YOUR INSTRUCTIONS:
Across the entries below, how many lines include the word "chrono"? Reply with only the number.

INFORMATION:

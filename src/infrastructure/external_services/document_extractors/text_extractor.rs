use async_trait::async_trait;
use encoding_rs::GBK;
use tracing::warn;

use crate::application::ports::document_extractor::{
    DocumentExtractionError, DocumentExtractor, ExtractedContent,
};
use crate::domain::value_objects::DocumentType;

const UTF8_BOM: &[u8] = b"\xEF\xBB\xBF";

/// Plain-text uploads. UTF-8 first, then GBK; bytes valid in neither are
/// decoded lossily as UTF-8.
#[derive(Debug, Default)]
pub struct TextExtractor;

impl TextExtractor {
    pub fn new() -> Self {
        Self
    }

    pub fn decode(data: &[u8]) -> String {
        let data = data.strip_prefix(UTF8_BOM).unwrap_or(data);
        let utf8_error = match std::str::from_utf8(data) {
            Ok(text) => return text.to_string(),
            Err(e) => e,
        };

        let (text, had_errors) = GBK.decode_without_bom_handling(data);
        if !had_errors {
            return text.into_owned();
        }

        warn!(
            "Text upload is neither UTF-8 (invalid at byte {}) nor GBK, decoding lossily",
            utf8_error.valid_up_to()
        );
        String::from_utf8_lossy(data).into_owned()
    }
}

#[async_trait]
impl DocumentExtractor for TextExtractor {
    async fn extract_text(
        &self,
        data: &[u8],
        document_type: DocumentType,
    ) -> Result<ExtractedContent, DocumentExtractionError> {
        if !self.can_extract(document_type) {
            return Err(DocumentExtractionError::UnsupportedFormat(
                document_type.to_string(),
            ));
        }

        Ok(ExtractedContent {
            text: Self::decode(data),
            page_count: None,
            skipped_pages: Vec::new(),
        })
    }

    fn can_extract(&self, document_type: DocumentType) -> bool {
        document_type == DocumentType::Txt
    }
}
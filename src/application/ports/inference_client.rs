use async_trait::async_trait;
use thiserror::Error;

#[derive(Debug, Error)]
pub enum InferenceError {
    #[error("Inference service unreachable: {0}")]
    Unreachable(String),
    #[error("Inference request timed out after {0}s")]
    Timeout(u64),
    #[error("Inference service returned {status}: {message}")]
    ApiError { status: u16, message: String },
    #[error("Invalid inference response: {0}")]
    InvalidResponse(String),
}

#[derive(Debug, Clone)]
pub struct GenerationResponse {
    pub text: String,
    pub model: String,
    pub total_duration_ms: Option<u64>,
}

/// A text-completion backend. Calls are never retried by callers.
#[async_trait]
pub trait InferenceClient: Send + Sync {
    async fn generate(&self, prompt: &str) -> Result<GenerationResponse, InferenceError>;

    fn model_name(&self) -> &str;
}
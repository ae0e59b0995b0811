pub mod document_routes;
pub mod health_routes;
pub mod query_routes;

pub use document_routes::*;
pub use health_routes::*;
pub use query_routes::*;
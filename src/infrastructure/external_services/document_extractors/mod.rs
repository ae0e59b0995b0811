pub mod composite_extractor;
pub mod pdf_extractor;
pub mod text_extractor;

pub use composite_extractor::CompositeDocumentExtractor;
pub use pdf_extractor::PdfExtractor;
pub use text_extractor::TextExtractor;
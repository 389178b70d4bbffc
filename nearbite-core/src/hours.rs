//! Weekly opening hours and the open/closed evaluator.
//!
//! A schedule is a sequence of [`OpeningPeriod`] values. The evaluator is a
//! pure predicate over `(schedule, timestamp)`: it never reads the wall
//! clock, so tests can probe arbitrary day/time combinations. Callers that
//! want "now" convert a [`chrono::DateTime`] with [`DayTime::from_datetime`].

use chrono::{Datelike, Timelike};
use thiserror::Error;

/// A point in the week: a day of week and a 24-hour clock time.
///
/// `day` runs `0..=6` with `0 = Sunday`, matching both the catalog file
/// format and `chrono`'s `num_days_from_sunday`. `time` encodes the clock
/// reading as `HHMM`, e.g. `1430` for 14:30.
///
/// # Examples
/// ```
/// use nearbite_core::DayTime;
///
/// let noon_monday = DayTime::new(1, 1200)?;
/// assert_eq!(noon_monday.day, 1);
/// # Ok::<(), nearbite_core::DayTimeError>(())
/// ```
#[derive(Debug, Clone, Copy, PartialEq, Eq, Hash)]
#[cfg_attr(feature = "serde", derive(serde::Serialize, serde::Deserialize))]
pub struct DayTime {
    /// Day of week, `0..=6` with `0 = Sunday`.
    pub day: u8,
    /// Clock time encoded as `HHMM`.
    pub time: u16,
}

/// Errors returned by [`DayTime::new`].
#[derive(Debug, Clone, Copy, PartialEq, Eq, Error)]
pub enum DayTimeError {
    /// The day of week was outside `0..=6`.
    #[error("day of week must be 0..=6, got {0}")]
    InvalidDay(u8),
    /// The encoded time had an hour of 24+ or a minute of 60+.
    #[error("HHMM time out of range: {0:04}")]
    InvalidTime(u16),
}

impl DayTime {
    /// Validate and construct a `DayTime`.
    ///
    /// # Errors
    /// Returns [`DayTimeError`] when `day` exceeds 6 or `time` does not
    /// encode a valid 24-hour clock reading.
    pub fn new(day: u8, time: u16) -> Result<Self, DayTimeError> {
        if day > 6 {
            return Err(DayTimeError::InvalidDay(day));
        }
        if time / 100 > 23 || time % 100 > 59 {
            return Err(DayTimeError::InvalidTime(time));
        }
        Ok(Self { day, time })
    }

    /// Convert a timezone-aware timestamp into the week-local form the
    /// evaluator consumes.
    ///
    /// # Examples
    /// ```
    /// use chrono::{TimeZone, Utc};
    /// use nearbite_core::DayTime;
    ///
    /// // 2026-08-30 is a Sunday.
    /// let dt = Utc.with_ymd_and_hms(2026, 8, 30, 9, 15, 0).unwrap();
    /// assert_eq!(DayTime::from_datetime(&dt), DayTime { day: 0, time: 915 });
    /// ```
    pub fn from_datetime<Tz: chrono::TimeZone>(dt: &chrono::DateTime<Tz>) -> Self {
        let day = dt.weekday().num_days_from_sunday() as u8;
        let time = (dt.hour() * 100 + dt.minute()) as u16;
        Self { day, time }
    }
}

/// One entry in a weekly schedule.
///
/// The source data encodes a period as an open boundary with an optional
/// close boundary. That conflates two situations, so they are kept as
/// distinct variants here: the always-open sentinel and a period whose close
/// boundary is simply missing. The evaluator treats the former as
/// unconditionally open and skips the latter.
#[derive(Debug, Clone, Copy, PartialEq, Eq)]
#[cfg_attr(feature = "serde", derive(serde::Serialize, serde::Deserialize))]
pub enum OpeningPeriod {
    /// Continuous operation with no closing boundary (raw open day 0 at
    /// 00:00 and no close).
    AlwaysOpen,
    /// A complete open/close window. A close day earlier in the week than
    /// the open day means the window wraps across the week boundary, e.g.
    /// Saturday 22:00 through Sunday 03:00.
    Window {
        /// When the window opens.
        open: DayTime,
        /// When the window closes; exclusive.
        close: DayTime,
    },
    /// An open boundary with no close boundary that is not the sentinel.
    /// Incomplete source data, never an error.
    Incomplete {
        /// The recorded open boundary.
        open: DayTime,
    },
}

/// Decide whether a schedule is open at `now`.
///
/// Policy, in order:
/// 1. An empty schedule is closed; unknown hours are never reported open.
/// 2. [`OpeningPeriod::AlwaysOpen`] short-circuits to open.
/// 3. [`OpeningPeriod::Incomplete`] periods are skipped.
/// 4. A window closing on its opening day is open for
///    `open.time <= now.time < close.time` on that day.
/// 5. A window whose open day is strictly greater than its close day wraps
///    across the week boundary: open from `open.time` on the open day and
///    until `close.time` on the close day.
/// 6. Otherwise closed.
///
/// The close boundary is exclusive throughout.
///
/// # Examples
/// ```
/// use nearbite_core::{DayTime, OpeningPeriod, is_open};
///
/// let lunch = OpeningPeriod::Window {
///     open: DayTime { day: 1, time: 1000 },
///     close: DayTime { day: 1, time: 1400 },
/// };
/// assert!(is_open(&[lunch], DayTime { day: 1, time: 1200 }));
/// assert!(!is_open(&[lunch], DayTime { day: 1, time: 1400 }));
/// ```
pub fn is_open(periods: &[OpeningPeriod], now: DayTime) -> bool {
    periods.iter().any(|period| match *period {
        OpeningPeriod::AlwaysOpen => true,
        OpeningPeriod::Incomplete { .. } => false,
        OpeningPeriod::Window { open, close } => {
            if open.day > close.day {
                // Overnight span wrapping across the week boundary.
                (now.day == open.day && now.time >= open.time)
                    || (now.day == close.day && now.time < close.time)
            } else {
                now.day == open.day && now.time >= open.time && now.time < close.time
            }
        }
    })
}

EXERCISE RESPONSE:
5